Pavel Mouratov, historien d’art du début du XXe siècle, élabora une théorie de l’évolution de l’art en Europe en trois périodes : la période classique qui mettait l’homme au coeur de ses représentations jusqu’avant la révolution française, une période européenne, marquée par la recherche d’une tonalité, d’une couleur et une période post-européenne, depuis l’entre-deux guerres, ouvertes aux expérimentations (plus de détails : un article de Danièle BEAUNE-GRAY). L’auteure note :
“l’artiste participait à la vie du peuple, lui était indispensable.
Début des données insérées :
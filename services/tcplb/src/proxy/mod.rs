//! L4 load balancing: backend pool, selection and forwarding.
//!
//! ## Architecture
//!
//! ```text
//! client stream -> ProxyEngine -> RoundRobin -> ServerPool -> Backend
//!                      |              (failover, then recovery scan)
//!                      +-> proxy_bidirectional(client, backend)
//! ```
//!
//! The health checker updates backend liveness in the background; every
//! selection re-reads liveness at use time.

mod backend;
mod engine;
mod forward;
mod round_robin;

pub use backend::{connect, Backend, ServerPool};
pub use engine::{ProxyEngine, ProxyStats};
pub use forward::{proxy_bidirectional, ForwardStats};
pub use round_robin::RoundRobin;
//! Minimal JSON-RPC 2.0 client over HTTP shared by the provider and the
//! remote serializer

use crate::error::{SignerError, SignerResult};
use crate::types::HttpHeaders;

use serde::de::DeserializeOwned;
use serde::Deserialize;
use serde_json::{json, Value};
use std::sync::atomic::{AtomicU64, Ordering};
use std::time::Duration;
use tracing::debug;

/// JSON-RPC client bound to one endpoint
#[derive(Debug)]
pub struct JsonRpcClient {
    /// HTTP client used for RPC calls
    client: reqwest::Client,
    /// Target JSON-RPC endpoint URL
    endpoint: String,
    /// Next request id
    next_id: AtomicU64,
}

/// JSON-RPC envelope
#[derive(Debug, Deserialize)]
struct JsonRpcResponse {
    #[serde(default)]
    result: Option<Value>,
    #[serde(default)]
    error: Option<JsonRpcError>,
}

#[derive(Debug, Deserialize)]
struct JsonRpcError {
    code: i64,
    message: String,
}

impl JsonRpcClient {
    /// Create a client for `endpoint`.
    ///
    /// An empty endpoint is accepted here and rejected on first request, so
    /// callers can build clients before the network is configured.
    pub fn new(endpoint: impl Into<String>, timeout: Duration) -> SignerResult<Self> {
        let client = reqwest::Client::builder()
            .timeout(timeout)
            .build()
            .map_err(|e| SignerError::Config(format!("Failed to build HTTP client: {}", e)))?;

        Ok(Self {
            client,
            endpoint: endpoint.into(),
            next_id: AtomicU64::new(1),
        })
    }

    pub fn endpoint(&self) -> &str {
        &self.endpoint
    }

    /// Call `method` and decode the result into `T`
    pub async fn request<T: DeserializeOwned>(
        &self,
        method: &str,
        params: Vec<Value>,
    ) -> SignerResult<T> {
        let result = self.request_raw(method, params).await?;
        serde_json::from_value(result).map_err(|e| {
            SignerError::Serialization(format!("Unexpected {} response: {}", method, e))
        })
    }

    /// Call `method` and return the raw `result` value
    pub async fn request_raw(&self, method: &str, params: Vec<Value>) -> SignerResult<Value> {
        if self.endpoint.is_empty() {
            return Err(SignerError::Config(format!(
                "No JSON-RPC endpoint configured for {}",
                method
            )));
        }

        let id = self.next_id.fetch_add(1, Ordering::Relaxed);
        let payload = build_payload(id, method, params);
        debug!("JSON-RPC request {} ({}) to {}", method, id, self.endpoint);

        let response = self
            .client
            .post(&self.endpoint)
            .json(&payload)
            .send()
            .await?
            .error_for_status()?;

        let envelope: JsonRpcResponse = response.json().await?;
        into_result(envelope)
    }

    /// Plain HTTP POST of a JSON body, used for non-RPC endpoints such as
    /// the faucet
    pub async fn post_json<T: DeserializeOwned>(
        &self,
        url: &str,
        body: &Value,
        headers: Option<&HttpHeaders>,
    ) -> SignerResult<T> {
        let mut request = self.client.post(url).json(body);
        for (name, value) in headers.into_iter().flatten() {
            request = request.header(name.as_str(), value.as_str());
        }

        let response = request.send().await?.error_for_status()?;
        Ok(response.json().await?)
    }
}

fn build_payload(id: u64, method: &str, params: Vec<Value>) -> Value {
    json!({
        "jsonrpc": "2.0",
        "id": id,
        "method": method,
        "params": params,
    })
}

fn into_result(envelope: JsonRpcResponse) -> SignerResult<Value> {
    if let Some(error) = envelope.error {
        return Err(SignerError::Rpc {
            code: error.code,
            message: error.message,
        });
    }

    envelope.result.ok_or_else(|| SignerError::Rpc {
        code: 0,
        message: "rpc returned neither result nor error".to_string(),
    })
}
Il n’existait pas de frontière nette entre l’artisan et l’artiste, entre le ferronnier, le menuisier et le peintre. Mais ce lien se perd au cours de la période européenne. Au XXe siècle, l’artiste est devenu un professionnel isolé, coupé des autres classes de la société.”
Citons encore :
“Mais ce pseudo-art déshumanisé, en accord avec la post-Europe mécanique,
électrique et machiniste, n’a plus rien de commun avec l’art,
car il fait fi de l’homme et de son aspiration à la transcendance ; il ne
communique plus avec la vie populaire, il construit des quartiers entiers
sans architecture dans les faubourgs de Berlin, Paris et Rome. Ce
ne sont que des projets d’ingénieurs, gages d’émeutes et de destruction
pour l’avenir.”
Quelle prémonition!
Faut-il en conclure que l’aménagement du territoire manque d’artistes? En tout cas, il y a peut-être des critères urbanistiques qui échappent au nombre de logements et des voies de communications qui président aux projets d’aujourd’hui.